Eureka: A Practitioner Knowledge System for Evidence-Based Teaching
In the 1990s, Xerox faced a problem that will feel familiar to many teachers. The company had invested heavily in formal training, documentation, and expert-designed manuals, yet its photocopier technicians were still encountering problems the official materials didn’t adequately address. What Xerox eventually realized was simple but transformative: the most valuable knowledge wasn’t missing. It just wasn’t being shared.
Technicians were solving problems every day in the field. They were developing workarounds, noticing patterns, and refining solutions through experience. But that knowledge lived in isolation. Xerox’s response was Eureka, a system that allowed technicians to document and share what actually worked in real situations. Over time, this practitioner-built knowledge base outperformed formal documentation, improved efficiency, and reduced repeated failures. Xerox didn’t replace research or training. It amplified it by capturing practice.
Education is facing a remarkably similar challenge.
The science of learning has given us a strong research base. Thanks to cognitive science, we know far more than we once did about how memory works, how novices learn, and why strategies like retrieval practice, spacing, worked examples,and explicit instruction are effective. That knowledge is widely available. What remains scarce is visibility into how those strategies are actually being used by teachers in real classrooms, with real students, under real constraints.
Too often, teaching practices are discussed abstractly. We read about them, attend sessions on them, and debate them on social media. But we rarely see systematic, cross-context sharing of what happens after teachers try them. The result is that much of the field’s most valuable knowledge, teacher learning through practice, is never documented.
All of this led me to a light-bulb moment: a Eureka system for capturing and sharing what educators are learning from using evidence-based practices grounded in the science of learning.
Here’s my vision.
Eureka will be a practitioner knowledge system for evidence-based teaching. Educators focus on one research-backed strategy at a time, try it in their classrooms, and share their reflections publicly, then come together regularly in a virtual space to make sense of what we’re seeing across contexts.
This system would bring the logic of Xerox’s Eureka system to educators on Substack and elsewhere. The is goal to build a public, practitioner-driven knowledge system for evidence-based teaching. A place where educators can use research-backed strategies, reflect honestly on what happened, and share those insights so others can learn from them.
The general idea for a structure is this: Each month, one evidence-based instructional strategy is communicated through my Substack. The post explains what the strategy is, why it works according to cognitive science, and where it is commonly misunderstood. From there, educators are invited to try the strategy in their own classrooms in whatever way fits their context. The emphasis is on practice, not perfection.
Throughout and by the end of the month, participants are encouraged to share a short reflection. What did they try? What worked? What didn’t? What would they do differently next time and moving forward?

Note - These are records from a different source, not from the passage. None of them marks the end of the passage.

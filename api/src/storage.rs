//! Durable client-side key/value storage and the preferences kept in it.

use std::{cell::RefCell, collections::HashMap, fmt, str::FromStr};

pub mod keys {
    pub const WALLET_CONNECTED: &str = "walletConnected";
    pub const WALLET_ADDRESS: &str = "walletAddress";
    pub const THEME: &str = "theme";
    pub const MUSIC_ENABLED: &str = "musicEnabled";
    pub const SOUND_ENABLED: &str = "soundEnabled";
    pub const ANIMATION_INTENSITY: &str = "animationIntensity";
}

/// String-keyed, string-valued synchronous storage (browser `localStorage`).
pub trait KeyValueStore {
    fn get(&self, key: &str) -> Option<String>;
    fn set(&self, key: &str, value: &str);
    fn remove(&self, key: &str);
}

#[derive(Debug, Default)]
pub struct MemoryStore {
    entries: RefCell<HashMap<String, String>>,
}

impl MemoryStore {
    pub fn new() -> Self {
        Self::default()
    }
}

impl KeyValueStore for MemoryStore {
    fn get(&self, key: &str) -> Option<String> {
        self.entries.borrow().get(key).cloned()
    }

    fn set(&self, key: &str, value: &str) {
        self.entries
            .borrow_mut()
            .insert(key.to_string(), value.to_string());
    }

    fn remove(&self, key: &str) {
        self.entries.borrow_mut().remove(key);
    }
}

impl<T: KeyValueStore + ?Sized> KeyValueStore for std::rc::Rc<T> {
    fn get(&self, key: &str) -> Option<String> {
        (**self).get(key)
    }

    fn set(&self, key: &str, value: &str) {
        (**self).set(key, value)
    }

    fn remove(&self, key: &str) {
        (**self).remove(key)
    }
}

#[derive(Clone, Copy, Debug, Default, PartialEq, Eq)]
pub enum Theme {
    #[default]
    Dark,
    Light,
}

#[derive(Clone, Copy, Debug, Default, PartialEq, Eq)]
pub enum AnimationIntensity {
    Off,
    Low,
    #[default]
    Medium,
    High,
}

macro_rules! string_enum {
    ($ty:ty { $($variant:ident => $s:literal),+ $(,)? }) => {
        impl fmt::Display for $ty {
            fn fmt(&self, f: &mut fmt::Formatter<'_>) -> fmt::Result {
                f.write_str(match self { $(Self::$variant => $s),+ })
            }
        }

        impl FromStr for $ty {
            type Err = ();

            fn from_str(s: &str) -> Result<Self, Self::Err> {
                match s {
                    $($s => Ok(Self::$variant),)+
                    _ => Err(()),
                }
            }
        }
    };
}

string_enum!(Theme { Dark => "dark", Light => "light" });
string_enum!(AnimationIntensity { Off => "off", Low => "low", Medium => "medium", High => "high" });

/// UI preferences. Missing or unreadable values fall back to defaults.
#[derive(Clone, Copy, Debug, PartialEq, Eq)]
pub struct Preferences {
    pub theme: Theme,
    pub music_enabled: bool,
    pub sound_enabled: bool,
    pub animation_intensity: AnimationIntensity,
}

impl Default for Preferences {
    fn default() -> Self {
        Self {
            theme: Theme::Dark,
            music_enabled: false,
            sound_enabled: true,
            animation_intensity: AnimationIntensity::Medium,
        }
    }
}

impl Preferences {
    pub fn load(store: &impl KeyValueStore) -> Self {
        let defaults = Self::default();
        Self {
            theme: read(store, keys::THEME).unwrap_or(defaults.theme),
            music_enabled: read(store, keys::MUSIC_ENABLED).unwrap_or(defaults.music_enabled),
            sound_enabled: read(store, keys::SOUND_ENABLED).unwrap_or(defaults.sound_enabled),
            animation_intensity: read(store, keys::ANIMATION_INTENSITY)
                .unwrap_or(defaults.animation_intensity),
        }
    }

    pub fn save(&self, store: &impl KeyValueStore) {
        store.set(keys::THEME, &self.theme.to_string());
        store.set(keys::MUSIC_ENABLED, &self.music_enabled.to_string());
        store.set(keys::SOUND_ENABLED, &self.sound_enabled.to_string());
        store.set(keys::ANIMATION_INTENSITY, &self.animation_intensity.to_string());
    }
}

fn read<T: FromStr>(store: &impl KeyValueStore, key: &str) -> Option<T> {
    store.get(key).and_then(|v| v.parse().ok())
}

These reflections, lessons, student examples, videos, etc., are collected and organized into a Eureka Library—a living, open database of practitioner knowledge accessible to educators around the world. It captures what teachers are learning as they apply evidence-based strategies in real classrooms. These entries aren’t polished exemplars; they are practical reflections on what was tried, what supported learning, and what challenges emerged.
The library will be searchable and organized by strategy, grade level, subject area, and instructional features, making it easier for educators to find examples that match their context. Over time, it grows into a shared record of practice, one that complements research by showing how evidence-based practices actually function in practice, across many classrooms and conditions.
What distinguishes Eureka from traditional professional learning is its orientation toward practice over performance. In fact, the most valuable contributions are often the imperfect ones. When teachers can see how others adapt the same strategy across different grades, subjects, and student populations, research becomes more usable and less abstract.
At its core, Eureka is built on a simple belief: research does not improve teaching by itself. Teachers do. And teachers learn fastest when the focus is narrow, the strategy is grounded in evidence, and the learning is shared laterally rather than delivered top-down. Xerox learned that its best problem-solvers weren’t just experts. They were practitioners willing to share what they had found. Education needs the same system.
Eureka is an invitation to make evidence-based teaching public. To move beyond discussing what should work and start documenting what does. One strategy at a time, across many classrooms, building shared knowledge that actually travels.
There’s more to come. In the weeks ahead, I’ll share additional details about how Eureka will work and how educators can participate. For now, this is simply an introduction and an outline of the idea and the possibility.
Who is with me?




I would love to contribute. It sounds like a great project.
I think one key is humility. My experience is that translating research into practice is hard and involves lots of failures. There's been a strong market over the last decade for folks sharing their successes with cognitive science and evidence in education. I know my students would have benefited if I had more chances to see the failures, all the stuff people tried that didn't work, and managed to avoid a few of them myself. I wonder what types of design principles can encourage that sort of sharing.
Fantastic idea. As someone attempting to implement SoL work in isolation, this is exactly what I’m missing.